The former Ukip leader has appeared at a Donald Trump rally. It went exactly as you would expect.

It is with a heavy heart that I must announce Nigel Farage is at it again.

The on-again, off-again Ukip leader and current Member of the European Parliament has appeared at a Donald Trump rally to lend his support to the presidential candidate.

It was, predictably, distressing.

Farage started by telling his American audience why they, like he, should be positive.

"I come to you from the United Kingdom"

Okay, good start. Undeniably true.

"– with a message of hope –

Again, probably quite true.

Image: Clearly hopeful (Wikipedia Screenshot)

– and optimism.”

Ah.

Image: Nigel Farage in front of a poster showing immigrants who are definitely not European (Getty)

He continues: “If the little people, if the real people–”

Wait, what?

Why is Trump nodding sagely at this?

The little people?

Image: It's a plane with the name Trump on it (Wikimedia Commons)

THE LITTLE PEOPLE?

Image: It's the word Trump on the side of a skyscraper I can't cope with this (Pixel)
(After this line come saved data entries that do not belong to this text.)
use crate::cache::ImageAsset;
use crate::geometry::{Homography, Point, Quad, Rect};

use super::TokenId;
use super::palette::Color;

/// Something a tag can display.
#[derive(Debug, Clone, PartialEq)]
pub enum Content {
    Image(ImageAsset),
    Text(String),
}

impl Content {
    pub fn as_text(&self) -> Option<&str> {
        match self {
            Self::Text(text) => Some(text),
            Self::Image(_) => None,
        }
    }

    pub fn as_image(&self) -> Option<&ImageAsset> {
        match self {
            Self::Image(image) => Some(image),
            Self::Text(_) => None,
        }
    }
}

/// Read-only snapshot of one tag, ready to draw.
#[derive(Debug, Clone, PartialEq)]
pub struct Presentation {
    pub id: TokenId,
    /// Corners with index 0 at the visually top-left corner.
    pub corners: Quad,
    pub content: Content,
    pub color: Color,
    /// Axis-aligned bounds of `corners`.
    pub bounds: Rect,
    /// Where a text label starts.
    pub label_anchor: Point,
    /// Maps image pixel coordinates onto `corners`. Only set for image
    /// content on a non-degenerate quad.
    pub warp: Option<Homography>,
}

impl Presentation {
    pub fn new(id: TokenId, corners: Quad, content: Content, color: Color) -> Self {
        let warp = content
            .as_image()
            .and_then(|image| Homography::from_image_rect(image.width, image.height, &corners));
        Self {
            id,
            corners,
            bounds: Rect::bounding(&corners),
            label_anchor: corners[0],
            content,
            color,
            warp,
        }
    }
}
use std::sync::atomic::{AtomicUsize, Ordering};

/// 8-bit RGBA color.
#[derive(Debug, Clone, Copy, PartialEq, Eq, Hash)]
#[cfg_attr(feature = "serde", derive(serde::Serialize, serde::Deserialize))]
pub struct Color {
    pub r: u8,
    pub g: u8,
    pub b: u8,
    pub a: u8,
}

impl Color {
    pub const WHITE: Color = Color::rgb(0xff, 0xff, 0xff);
    pub const BLACK: Color = Color::rgb(0x00, 0x00, 0x00);
    pub const BLUE: Color = Color::rgb(0x00, 0x00, 0xff);
    pub const CYAN: Color = Color::rgb(0x00, 0xff, 0xff);
    pub const GREEN: Color = Color::rgb(0x00, 0xff, 0x00);

    pub const fn rgb(r: u8, g: u8, b: u8) -> Self {
        Self { r, g, b, a: 0xff }
    }
}

/// Hands out colors round-robin, one per new tag.
///
/// Owned by a single session, so two sessions never share a rotation.
#[derive(Debug)]
pub struct Palette {
    colors: Vec<Color>,
    next: AtomicUsize,
}

impl Palette {
    pub fn new(colors: Vec<Color>) -> Self {
        Self {
            colors,
            next: AtomicUsize::new(0),
        }
    }

    /// Next color in the rotation; white if the palette is empty.
    pub fn next_color(&self) -> Color {
        if self.colors.is_empty() {
            return Color::WHITE;
        }
        let index = self.next.fetch_add(1, Ordering::Relaxed);
        self.colors[index % self.colors.len()]
    }

    pub fn default_colors() -> Vec<Color> {
        vec![Color::BLUE, Color::CYAN, Color::GREEN]
    }
}

impl Default for Palette {
    fn default() -> Self {
        Self::new(Self::default_colors())
    }
}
THE ONLY LITTLE PERSON CLOSE TO TRUMP IS RIDING A MASSIVE STUFFED LION

Image: I don't even know what to tell you. It's Trump and his wife and a child riding a stuffed lion. 

IN A PENTHOUSE

A PENTHOUSE WHICH LOOKS LIKE LIBERACE WAS LET LOOSE WITH THE GILT ON DAY FIVE OF A PARTICULARLY BAD BENDER

Image: So much gold. Just gold, everywhere.

HIS WIFE HAS SO MANY BAGS SHE HAS TO EMPLOY A BAG MAN TO CARRY THEM

Image: I did not even know there were so many styles of Louis Vuitton, and my dentists has a lot of old copies of Vogue.

Anyway. Back to Farage, who is telling the little people that they can win "against the forces of global corporatism".

 

Image: Aaaaarggghhhh (Wikipedia Screenshot)

Ugh. Okay. What next? Oh god, he's telling them they can have a Brexit moment.

“... you can beat Washington...”

“... if enough decent people...”

“...are prepared to stand up against the establishment”

Image: A screenshot from Donald Trump's Wikipedia page.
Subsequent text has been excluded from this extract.